=== The records ===

//! Random-access byte source backing a hive.
//!
//! All on-disk structures are parsed from borrowed slices handed out by this
//! module. Short reads at end of file are errors, never zero-fills.

use crate::error::{CregError, Result};
use crate::header::FILE_HEADER_SIZE;
use memmap2::Mmap;
use std::fs::File;
use std::path::Path;
use tracing::debug;

/// Random-access reader over a file or an in-memory range.
#[derive(Debug)]
pub enum BlockSource {
    /// Memory-mapped file data.
    Mapped(Mmap),
    /// Owned data, used by tests and in-memory hives.
    Owned(Vec<u8>),
}

impl BlockSource {
    /// Opens a file-backed source.
    ///
    /// The file size is validated against the minimum hive size before the
    /// mapping is created.
    ///
    /// # Errors
    ///
    /// Returns `Io` if the file cannot be opened or mapped, `TruncatedData`
    /// if it is smaller than a file header.
    pub fn open<P: AsRef<Path>>(path: P) -> Result<Self> {
        let file = File::open(&path)?;

        let metadata = file.metadata()?;
        let file_size = metadata.len() as usize;

        if file_size < FILE_HEADER_SIZE {
            return Err(CregError::TruncatedData {
                offset: 0,
                expected: FILE_HEADER_SIZE,
                actual: file_size,
            });
        }

        // SAFETY: the file is opened read-only, its size has been validated,
        // the mapping's lifetime is tied to this BlockSource, and all access
        // goes through the bounds-checked read() below.
        let mmap = unsafe { Mmap::map(&file)? };
        debug!(size = mmap.len(), "Memory mapped hive file");

        Ok(BlockSource::Mapped(mmap))
    }

    /// Creates a source over owned bytes.
    pub fn from_vec(data: Vec<u8>) -> Self {
        BlockSource::Owned(data)
    }

    /// Returns the full backing slice.
    pub fn as_slice(&self) -> &[u8] {
        match self {
            BlockSource::Mapped(mmap) => mmap,
            BlockSource::Owned(data) => data,
        }
    }

    /// Returns the total size in bytes.
    pub fn size(&self) -> u64 {
        self.as_slice().len() as u64
    }

    /// Reads `len` bytes at `offset`.
    ///
    /// # Errors
    ///
    /// Returns `OutOfBounds` if `offset` lies beyond the source,
    /// `TruncatedData` if fewer than `len` bytes remain.
    pub fn read(&self, offset: u64, len: usize) -> Result<&[u8]> {
        let data = self.as_slice();
        let start = offset as usize;

        if offset > data.len() as u64 {
            return Err(CregError::out_of_bounds(offset, data.len() as u64));
        }

        if start + len > data.len() {
            return Err(CregError::TruncatedData {
                offset,
                expected: len,
                actual: data.len() - start,
            });
        }

        Ok(&data[start..start + len])
    }
}

#[cfg(test)]
mod tests {
    use super::*;

    #[test]
    fn test_read_in_bounds() {
        let source = BlockSource::from_vec(vec![1, 2, 3, 4, 5]);
        assert_eq!(source.read(1, 3).unwrap(), &[2, 3, 4]);
        assert_eq!(source.size(), 5);
    }

    #[test]
    fn test_read_short_is_error() {
        let source = BlockSource::from_vec(vec![1, 2, 3]);
        assert!(matches!(
            source.read(1, 3),
            Err(CregError::TruncatedData { .. })
        ));
    }

    #[test]
    fn test_read_past_end_is_error() {
        let source = BlockSource::from_vec(vec![1, 2, 3]);
        assert!(matches!(
            source.read(8, 1),
            Err(CregError::OutOfBounds { .. })
        ));
    }

    #[test]
    fn test_read_zero_len_at_end() {
        let source = BlockSource::from_vec(vec![1, 2, 3]);
        assert_eq!(source.read(3, 0).unwrap(), &[] as &[u8]);
    }
}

===

Exercise prompt - Looking through the records, copy out every line in which the word "this" is found.

Written reply -
//! All on-disk structures are parsed from borrowed slices handed out by this
        // the mapping's lifetime is tied to this BlockSource, and all access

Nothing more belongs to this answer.